* Exercise directions
The response should contain only those lines of the entries below that include the string "TaskServiceError".

* Stored data
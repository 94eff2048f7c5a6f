//! GraphQL transport implementation

use crate::config::HttpTransportConfig;
use crate::errors::ClientError;
use crate::types::{GraphqlRequest, GraphqlResponse};
use reqwest::Client;
use serde_json::Value as JsonValue;
use std::time::Instant;
use tracing::{debug, warn};

/// Transport trait for sending one GraphQL request
///
/// On success the `data` member of the response is returned as-is (`Null`
/// when the server sent none). A response carrying GraphQL `errors` is
/// surfaced as [`ClientError::Protocol`] without interpretation.
#[async_trait::async_trait]
pub trait GraphqlTransport: Send + Sync {
    async fn send(&self, request: &GraphqlRequest) -> Result<JsonValue, ClientError>;
}

/// GraphQL over HTTP POST
#[derive(Debug, Clone)]
pub struct HttpTransport {
    client: Client,
    endpoint: String,
    bearer_token: Option<String>,
}

impl HttpTransport {
    /// Create a transport with its own connection pool
    pub fn new(config: &HttpTransportConfig) -> Result<Self, ClientError> {
        Ok(Self::with_client(build_http_client(config)?, config.endpoint.clone()))
    }

    /// Create a transport sharing an existing reqwest client
    pub fn with_client(client: Client, endpoint: impl Into<String>) -> Self {
        Self {
            client,
            endpoint: endpoint.into(),
            bearer_token: None,
        }
    }

    /// Send `Authorization: Bearer <token>` with every request
    pub fn with_bearer_token(mut self, token: impl Into<String>) -> Self {
        self.bearer_token = Some(token.into());
        self
    }

    pub fn endpoint(&self) -> &str {
        &self.endpoint
    }
}

/// Build a reqwest client from transport settings
pub(crate) fn build_http_client(config: &HttpTransportConfig) -> Result<Client, ClientError> {
    debug!(
        "Creating HTTP client for {} with {}s timeout",
        config.endpoint,
        config.timeout.as_secs()
    );

    Client::builder()
        .timeout(config.timeout)
        .user_agent(&config.user_agent)
        .danger_accept_invalid_certs(!config.verify_ssl)
        .build()
        .map_err(|e| ClientError::Configuration(format!("Failed to build HTTP client: {}", e)))
}

#[async_trait::async_trait]
impl GraphqlTransport for HttpTransport {
    async fn send(&self, request: &GraphqlRequest) -> Result<JsonValue, ClientError> {
        let start = Instant::now();
        debug!(
            "Sending GraphQL {} '{}' to {}",
            request.kind,
            request.display_name(),
            self.endpoint
        );

        let mut builder = self.client.post(&self.endpoint).json(request);
        if let Some(ref token) = self.bearer_token {
            builder = builder.bearer_auth(token);
        }

        let response = builder.send().await?;
        let status = response.status();
        let body = response.text().await?;

        debug!(
            "GraphQL response for '{}': {} in {}ms",
            request.display_name(),
            status.as_u16(),
            start.elapsed().as_millis()
        );

        // Servers may answer validation/auth failures with a 4xx and a GraphQL body
        let parsed = serde_json::from_str::<GraphqlResponse>(&body);

        if !status.is_success() {
            return match parsed {
                Ok(graphql) if !graphql.errors.is_empty() => {
                    warn!(
                        "GraphQL '{}' failed with HTTP {} and {} error(s)",
                        request.display_name(),
                        status.as_u16(),
                        graphql.errors.len()
                    );
                    Err(ClientError::Protocol(graphql.errors))
                }
                _ => Err(ClientError::Http {
                    status: status.as_u16(),
                    body,
                }),
            };
        }

        let graphql = parsed?;
        if !graphql.errors.is_empty() {
            warn!(
                "GraphQL '{}' returned {} error(s)",
                request.display_name(),
                graphql.errors.len()
            );
            return Err(ClientError::Protocol(graphql.errors));
        }

        Ok(graphql.data.unwrap_or(JsonValue::Null))
    }
}

#[cfg(test)]
mod tests {
    use super::*;
    use serde_json::json;
    use wiremock::matchers::{body_partial_json, header, method, path};
    use wiremock::{Mock, MockServer, ResponseTemplate};

    fn transport_for(server: &MockServer) -> HttpTransport {
        HttpTransport::new(&HttpTransportConfig::new(format!("{}/graphql", server.uri()))).unwrap()
    }

    #[tokio::test]
    async fn test_successful_query_returns_data() {
        let mock_server = MockServer::start().await;

        Mock::given(method("POST"))
            .and(path("/graphql"))
            .and(header("content-type", "application/json"))
            .and(body_partial_json(json!({
                "operationName": "task",
                "variables": {"id": "1"}
            })))
            .respond_with(
                ResponseTemplate::new(200).set_body_json(json!({"data": {"task": {"id": "1"}}})),
            )
            .expect(1)
            .mount(&mock_server)
            .await;

        let request = GraphqlRequest::query("query task($id: String!) { task(id: $id) { id } }")
            .with_operation_name("task")
            .with_variable("id", "1");

        let data = transport_for(&mock_server).send(&request).await.unwrap();
        assert_eq!(data, json!({"task": {"id": "1"}}));
    }

    #[tokio::test]
    async fn test_bearer_token_is_sent() {
        let mock_server = MockServer::start().await;

        Mock::given(method("POST"))
            .and(header("authorization", "Bearer test-token"))
            .respond_with(ResponseTemplate::new(200).set_body_json(json!({"data": {}})))
            .expect(1)
            .mount(&mock_server)
            .await;

        let transport = transport_for(&mock_server).with_bearer_token("test-token");
        let data = transport.send(&GraphqlRequest::query("{ tasks { id } }")).await.unwrap();
        assert_eq!(data, json!({}));
    }

    #[tokio::test]
    async fn test_graphql_errors_are_protocol_errors() {
        let mock_server = MockServer::start().await;

        Mock::given(method("POST"))
            .respond_with(ResponseTemplate::new(200).set_body_json(json!({
                "data": null,
                "errors": [{"message": "Task is already assigned"}]
            })))
            .mount(&mock_server)
            .await;

        let err = transport_for(&mock_server)
            .send(&GraphqlRequest::mutation("mutation { claimTask { id } }"))
            .await
            .unwrap_err();

        assert!(err.is_protocol());
        assert_eq!(err.graphql_errors().unwrap()[0].message, "Task is already assigned");
    }

    #[tokio::test]
    async fn test_unauthorized_with_graphql_body_is_protocol_error() {
        let mock_server = MockServer::start().await;

        Mock::given(method("POST"))
            .respond_with(ResponseTemplate::new(401).set_body_json(json!({
                "errors": [{"message": "Unauthorized"}]
            })))
            .mount(&mock_server)
            .await;

        let err = transport_for(&mock_server)
            .send(&GraphqlRequest::query("{ tasks { id } }"))
            .await
            .unwrap_err();
        assert!(err.is_protocol());
    }

    #[tokio::test]
    async fn test_server_error_without_graphql_body() {
        let mock_server = MockServer::start().await;

        Mock::given(method("POST"))
            .respond_with(ResponseTemplate::new(502).set_body_string("Bad Gateway"))
            .mount(&mock_server)
            .await;

        let err = transport_for(&mock_server)
            .send(&GraphqlRequest::query("{ tasks { id } }"))
            .await
            .unwrap_err();

        match err {
            ClientError::Http { status, body } => {
                assert_eq!(status, 502);
                assert_eq!(body, "Bad Gateway");
            }
            other => panic!("expected HTTP error, got {:?}", other),
        }
    }

    #[tokio::test]
    async fn test_undecodable_body_is_invalid_json() {
        let mock_server = MockServer::start().await;

        Mock::given(method("POST"))
            .respond_with(ResponseTemplate::new(200).set_body_string("<html>oops</html>"))
            .mount(&mock_server)
            .await;

        let err = transport_for(&mock_server)
            .send(&GraphqlRequest::query("{ tasks { id } }"))
            .await
            .unwrap_err();
        assert!(matches!(err, ClientError::InvalidJson(_)));
    }

    #[tokio::test]
    async fn test_unreachable_endpoint_is_transport_error() {
        // Port 9 (discard) is not expected to accept HTTP connections
        let transport = HttpTransport::new(&HttpTransportConfig::new("http://127.0.0.1:9/graphql")).unwrap();
        let err = transport
            .send(&GraphqlRequest::query("{ tasks { id } }"))
            .await
            .unwrap_err();
        assert!(matches!(err, ClientError::Transport(_)));
    }
}
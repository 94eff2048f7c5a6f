use tasklist_client::ClientError;
use thiserror::Error;

pub type TaskServiceResult<T> = Result<T, TaskServiceError>;

/// Errors crossing the facade boundary
#[derive(Debug, Error)]
pub enum TaskServiceError {
    /// Transport, HTTP or GraphQL failure, unmodified
    #[error(transparent)]
    Client(#[from] ClientError),

    /// The named response field did not have the expected shape
    #[error("Failed to map '{field}' response: {source}")]
    Mapping {
        field: String,
        #[source]
        source: serde_json::Error,
    },
}

impl TaskServiceError {
    pub fn is_transport(&self) -> bool {
        matches!(self, TaskServiceError::Client(e) if e.is_transport())
    }

    pub fn is_protocol(&self) -> bool {
        matches!(self, TaskServiceError::Client(e) if e.is_protocol())
    }
}
use serde::{Deserialize, Deserializer, Serialize};
use serde_json::Value as JsonValue;

use crate::enums::TaskState;
use crate::ids::TaskId;

/// A unit of human work tracked by the engine
///
/// Only `id` is guaranteed to be present: the tasklist queries use different
/// selection sets, so every other field defaults when the response omits it.
#[derive(Debug, Clone, PartialEq, Serialize, Deserialize)]
#[serde(rename_all = "camelCase")]
pub struct Task {
    pub id: TaskId,
    #[serde(default)]
    pub name: Option<String>,
    #[serde(default)]
    pub task_definition_id: Option<String>,
    #[serde(default)]
    pub process_definition_id: Option<String>,
    #[serde(default)]
    pub process_name: Option<String>,
    #[serde(default)]
    pub process_instance_id: Option<String>,
    #[serde(default)]
    pub creation_time: Option<String>,
    #[serde(default)]
    pub completion_time: Option<String>,
    #[serde(default)]
    pub assignee: Option<String>,
    #[serde(default, skip_serializing_if = "Option::is_none")]
    pub candidate_groups: Option<Vec<String>>,
    #[serde(default, skip_serializing_if = "Option::is_none")]
    pub task_state: Option<TaskState>,
    #[serde(default, deserialize_with = "null_as_default")]
    pub sort_values: Vec<String>,
    #[serde(default, deserialize_with = "null_as_default")]
    pub is_first: bool,
    #[serde(default)]
    pub form_key: Option<String>,
    #[serde(default, deserialize_with = "null_as_default")]
    pub variables: Vec<Variable>,
}

impl Task {
    pub fn is_completed(&self) -> bool {
        self.completion_time.is_some()
    }

    pub fn is_assigned(&self) -> bool {
        self.assignee.is_some()
    }

    /// Look up a variable by name
    pub fn variable(&self, name: &str) -> Option<&Variable> {
        self.variables.iter().find(|v| v.name == name)
    }
}

/// A process variable attached to a task
///
/// `value` is always JSON text, whatever the variable's original type.
#[derive(Debug, Clone, PartialEq, Serialize, Deserialize)]
#[serde(rename_all = "camelCase")]
pub struct Variable {
    #[serde(default)]
    pub id: Option<String>,
    pub name: String,
    pub value: String,
    #[serde(default)]
    pub preview_value: Option<String>,
    #[serde(default, deserialize_with = "null_as_default")]
    pub is_value_truncated: bool,
}

impl Variable {
    /// Decode the JSON text held in `value`
    pub fn parse_value(&self) -> Result<JsonValue, serde_json::Error> {
        serde_json::from_str(&self.value)
    }
}

/// Write-side variable submitted with `completeTask`
///
/// Only built through [`from_raw`](Self::from_raw) or
/// [`from_json`](Self::from_json), so `value` is always JSON text.
#[derive(Debug, Clone, PartialEq, Eq, Serialize)]
pub struct VariableInput {
    name: String,
    value: String,
}

impl VariableInput {
    /// Build an input from a raw string, encoding it as a JSON string
    pub fn from_raw(name: impl Into<String>, raw: &str) -> Self {
        Self::from_json(name, &JsonValue::String(raw.to_string()))
    }

    /// Build an input from any JSON value
    pub fn from_json(name: impl Into<String>, value: &JsonValue) -> Self {
        Self {
            name: name.into(),
            value: value.to_string(),
        }
    }

    pub fn name(&self) -> &str {
        &self.name
    }

    /// Encoded JSON text
    pub fn value(&self) -> &str {
        &self.value
    }
}

// The engine sends explicit nulls for lists and flags it did not resolve.
fn null_as_default<'de, D, T>(deserializer: D) -> Result<T, D::Error>
where
    D: Deserializer<'de>,
    T: Default + Deserialize<'de>,
{
    Ok(Option::<T>::deserialize(deserializer)?.unwrap_or_default())
}

#[cfg(test)]
mod tests {
    use super::*;
    use serde_json::json;

    #[test]
    fn test_full_task_deserialization() {
        let raw = json!({
            "id": "2251799813685251",
            "name": "Review order",
            "taskDefinitionId": "review",
            "processName": "Order process",
            "creationTime": "2023-01-24T10:00:00.000+0000",
            "completionTime": null,
            "assignee": null,
            "variables": [{
                "id": "2251799813685249-amount",
                "name": "amount",
                "value": "42",
                "previewValue": "42",
                "isValueTruncated": false
            }],
            "sortValues": ["1674554400000", "2251799813685251"],
            "isFirst": true,
            "formKey": "camunda-forms:bpmn:userTaskForm_1",
            "processDefinitionId": "2251799813685249",
            "candidateGroups": ["accounting"]
        });

        let task: Task = serde_json::from_value(raw).unwrap();
        assert_eq!(task.id, "2251799813685251");
        assert!(!task.is_completed());
        assert!(!task.is_assigned());
        assert_eq!(task.candidate_groups, Some(vec!["accounting".to_string()]));
        assert_eq!(task.sort_values.len(), 2);
        assert!(task.is_first);
        assert_eq!(task.variable("amount").unwrap().parse_value().unwrap(), json!(42));
    }

    #[test]
    fn test_reduced_task_deserialization() {
        let raw = json!({
            "id": "7",
            "formKey": null,
            "processDefinitionId": "1",
            "assignee": "demo",
            "name": "Approve",
            "candidateGroups": null,
            "processName": "Approval",
            "creationTime": "2023-01-24T10:00:00.000+0000",
            "completionTime": "2023-01-24T11:00:00.000+0000"
        });

        let task: Task = serde_json::from_value(raw).unwrap();
        assert_eq!(task.assignee.as_deref(), Some("demo"));
        assert!(task.is_completed());
        assert!(task.variables.is_empty());
        assert!(task.task_state.is_none());
    }

    #[test]
    fn test_null_lists_and_flags_default() {
        let raw = json!({"id": "9", "sortValues": null, "isFirst": null, "variables": null});
        let task: Task = serde_json::from_value(raw).unwrap();
        assert!(task.sort_values.is_empty());
        assert!(!task.is_first);
        assert!(task.variables.is_empty());
    }

    #[test]
    fn test_variable_input_encodes_raw_strings() {
        let input = VariableInput::from_raw("x", "hello");
        assert_eq!(input.name(), "x");
        assert_eq!(input.value(), "\"hello\"");

        let input = VariableInput::from_raw("quoted", "say \"hi\"");
        assert_eq!(input.value(), r#""say \"hi\"""#);

        let input = VariableInput::from_json("n", &json!(3));
        assert_eq!(input.value(), "3");
        assert_eq!(serde_json::to_value(&input).unwrap(), json!({"name": "n", "value": "3"}));
    }
}
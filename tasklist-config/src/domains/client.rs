//! Tasklist GraphQL client configuration

use crate::error::ConfigResult;
use crate::validation::{validate_positive, validate_required_string, validate_url, Validatable};
use serde::{Deserialize, Serialize};
use std::time::Duration;

/// Tasklist GraphQL client configuration
#[derive(Debug, Clone, Serialize, Deserialize)]
#[serde(default)]
pub struct ClientConfig {
    /// GraphQL endpoint of the tasklist API
    #[serde(default = "default_endpoint")]
    pub endpoint: String,

    /// Request timeout
    #[serde(
        with = "crate::domains::utils::serde_duration",
        default = "default_timeout"
    )]
    pub timeout: Duration,

    /// User agent string
    #[serde(default = "default_user_agent")]
    pub user_agent: String,

    /// Whether to verify SSL certificates
    #[serde(default = "crate::domains::utils::default_true")]
    pub verify_ssl: bool,

    /// Static bearer token sent with every request
    #[serde(skip_serializing_if = "Option::is_none")]
    pub access_token: Option<String>,
}

impl Default for ClientConfig {
    fn default() -> Self {
        Self {
            endpoint: default_endpoint(),
            timeout: default_timeout(),
            user_agent: default_user_agent(),
            verify_ssl: true,
            access_token: None,
        }
    }
}

impl Validatable for ClientConfig {
    fn validate(&self) -> ConfigResult<()> {
        validate_url(&self.endpoint, "endpoint", self.domain_name())?;
        validate_positive(self.timeout.as_secs(), "timeout", self.domain_name())?;
        validate_required_string(&self.user_agent, "user_agent", self.domain_name())?;

        if let Some(ref token) = self.access_token {
            validate_required_string(token, "access_token", self.domain_name())?;
        }

        Ok(())
    }

    fn domain_name(&self) -> &'static str {
        "client"
    }
}

// Default value functions
fn default_endpoint() -> String {
    "http://localhost:8082/graphql".to_string()
}

fn default_timeout() -> Duration {
    Duration::from_secs(30)
}

fn default_user_agent() -> String {
    "tasklist-rs/0.1".to_string()
}
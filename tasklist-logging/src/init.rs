use anyhow::Result;
use tasklist_config::domains::logging::LogFormat;
use tasklist_config::LoggingConfig;
use tracing_subscriber::EnvFilter;

/// Build the env filter for a configuration
///
/// `RUST_LOG` is only consulted when the configured directives fail to parse.
pub fn build_env_filter(config: &LoggingConfig) -> EnvFilter {
    EnvFilter::try_new(config.filter_directives())
        .or_else(|_| EnvFilter::try_from_default_env())
        .unwrap_or_else(|_| EnvFilter::new("info"))
}

/// Initialize logging from configuration
pub fn init_logging_from_config(config: &LoggingConfig) -> Result<()> {
    let env_filter = build_env_filter(config);

    // try_init so a second initialisation (tests, embedding apps) is not fatal
    let installed = match config.format {
        LogFormat::Json => tracing_subscriber::fmt()
            .json()
            .with_env_filter(env_filter)
            .with_file(config.include_location)
            .with_line_number(config.include_location)
            .try_init()
            .is_ok(),
        LogFormat::Compact => tracing_subscriber::fmt()
            .compact()
            .with_env_filter(env_filter)
            .with_file(config.include_location)
            .with_line_number(config.include_location)
            .try_init()
            .is_ok(),
        LogFormat::Text => tracing_subscriber::fmt()
            .with_env_filter(env_filter)
            .with_file(config.include_location)
            .with_line_number(config.include_location)
            .try_init()
            .is_ok(),
    };

    if !installed {
        tracing::debug!("Global tracing subscriber already initialized, skipping");
    }

    Ok(())
}

/// Initialize simple tracing for basic console output
pub fn init_simple_tracing(log_level: &str) -> Result<()> {
    let env_filter = EnvFilter::try_new(log_level)
        .or_else(|_| EnvFilter::try_from_default_env())
        .unwrap_or_else(|_| EnvFilter::new("info"));

    if tracing_subscriber::fmt()
        .with_env_filter(env_filter)
        .try_init()
        .is_err()
    {
        tracing::debug!("Global tracing subscriber already initialized, skipping");
    }

    Ok(())
}

#[cfg(test)]
mod tests {
    use super::*;
    use tasklist_config::domains::logging::LogLevel;

    #[test]
    fn test_env_filter_uses_configured_level() {
        let config = LoggingConfig {
            level: LogLevel::Debug,
            directives: vec!["tasklist_client=trace".to_string()],
            ..LoggingConfig::default()
        };

        let filter = build_env_filter(&config).to_string();
        assert!(filter.contains("debug"));
        assert!(filter.contains("tasklist_client=trace"));
    }
}
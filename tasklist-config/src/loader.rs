//! Configuration loading and environment variable handling

use crate::domains::TasklistConfig;
use crate::error::{ConfigError, ConfigResult};
use std::path::Path;
use std::str::FromStr;
use std::time::Duration;
use tracing::debug;

/// Configuration loader with environment variable support
pub struct ConfigLoader {
    /// Environment variable prefix
    prefix: String,
}

impl ConfigLoader {
    /// Create a new config loader with default prefix
    pub fn new() -> Self {
        Self {
            prefix: "TASKLIST".to_string(),
        }
    }

    /// Create a new config loader with custom prefix
    pub fn with_prefix(prefix: impl Into<String>) -> Self {
        Self {
            prefix: prefix.into(),
        }
    }

    /// Load configuration from a YAML file with environment overrides
    pub fn from_file(&self, path: impl AsRef<Path>) -> ConfigResult<TasklistConfig> {
        let path = path.as_ref();
        debug!("Loading configuration from {}", path.display());

        let content = std::fs::read_to_string(path)?;
        let mut config: TasklistConfig = serde_yaml::from_str(&content)?;

        self.apply_env_overrides(&mut config)?;
        config.validate_all()?;

        Ok(config)
    }

    /// Load configuration from environment variables only
    pub fn from_env(&self) -> ConfigResult<TasklistConfig> {
        let mut config = TasklistConfig::default();
        self.apply_env_overrides(&mut config)?;
        config.validate_all()?;
        Ok(config)
    }

    /// Load configuration with fallback chain
    pub fn load(&self, config_path: Option<impl AsRef<Path>>) -> ConfigResult<TasklistConfig> {
        match config_path {
            Some(path) => self.from_file(path),
            None => self.from_env(),
        }
    }

    /// Apply environment variable overrides to configuration
    fn apply_env_overrides(&self, config: &mut TasklistConfig) -> ConfigResult<()> {
        self.apply_client_overrides(&mut config.client)?;
        self.apply_worker_overrides(&mut config.worker)?;
        self.apply_logging_overrides(&mut config.logging)?;
        Ok(())
    }

    /// Apply client config overrides
    fn apply_client_overrides(
        &self,
        config: &mut crate::domains::client::ClientConfig,
    ) -> ConfigResult<()> {
        if let Ok(endpoint) = self.get_env_var("ENDPOINT") {
            config.endpoint = endpoint;
        }

        if let Some(seconds) = self.parse_env_var::<u64>("HTTP_TIMEOUT")? {
            config.timeout = Duration::from_secs(seconds);
        }

        if let Ok(user_agent) = self.get_env_var("USER_AGENT") {
            config.user_agent = user_agent;
        }

        if let Some(verify_ssl) = self.parse_env_var::<bool>("VERIFY_SSL")? {
            config.verify_ssl = verify_ssl;
        }

        if let Ok(token) = self.get_env_var("ACCESS_TOKEN") {
            config.access_token = Some(token);
        }

        Ok(())
    }

    /// Apply worker config overrides
    fn apply_worker_overrides(
        &self,
        config: &mut crate::domains::worker::WorkerConfig,
    ) -> ConfigResult<()> {
        if let Ok(name) = self.get_env_var("WORKER_NAME") {
            config.name = name;
        }

        if let Some(max) = self.parse_env_var::<usize>("WORKER_MAX_JOBS_ACTIVE")? {
            config.max_jobs_active = max;
        }

        Ok(())
    }

    /// Apply logging config overrides
    fn apply_logging_overrides(
        &self,
        config: &mut crate::domains::logging::LoggingConfig,
    ) -> ConfigResult<()> {
        if let Ok(log_level) = self.get_env_var("LOG_LEVEL") {
            config.level = crate::domains::logging::LogLevel::from_str(&log_level)
                .map_err(|_| ConfigError::EnvError(format!("Invalid LOG_LEVEL: {}", log_level)))?;
        }

        if let Ok(format) = self.get_env_var("LOG_FORMAT") {
            config.format = crate::domains::logging::LogFormat::from_str(&format)
                .map_err(|_| ConfigError::EnvError(format!("Invalid LOG_FORMAT: {}", format)))?;
        }

        Ok(())
    }

    /// Parse an optional environment variable, failing on malformed values
    fn parse_env_var<T>(&self, name: &str) -> ConfigResult<Option<T>>
    where
        T: FromStr,
        T::Err: std::fmt::Display,
    {
        match self.get_env_var(name) {
            Ok(raw) => raw
                .parse()
                .map(Some)
                .map_err(|e| ConfigError::EnvError(format!("Invalid {}_{}: {}", self.prefix, name, e))),
            Err(_) => Ok(None),
        }
    }

    /// Get environment variable with prefix
    fn get_env_var(&self, name: &str) -> Result<String, std::env::VarError> {
        std::env::var(format!("{}_{}", self.prefix, name))
    }
}

impl Default for ConfigLoader {
    fn default() -> Self {
        Self::new()
    }
}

* Written response
pub type TaskServiceResult<T> = Result<T, TaskServiceError>;
pub enum TaskServiceError {
impl TaskServiceError {
        matches!(self, TaskServiceError::Client(e) if e.is_transport())
        matches!(self, TaskServiceError::Client(e) if e.is_protocol())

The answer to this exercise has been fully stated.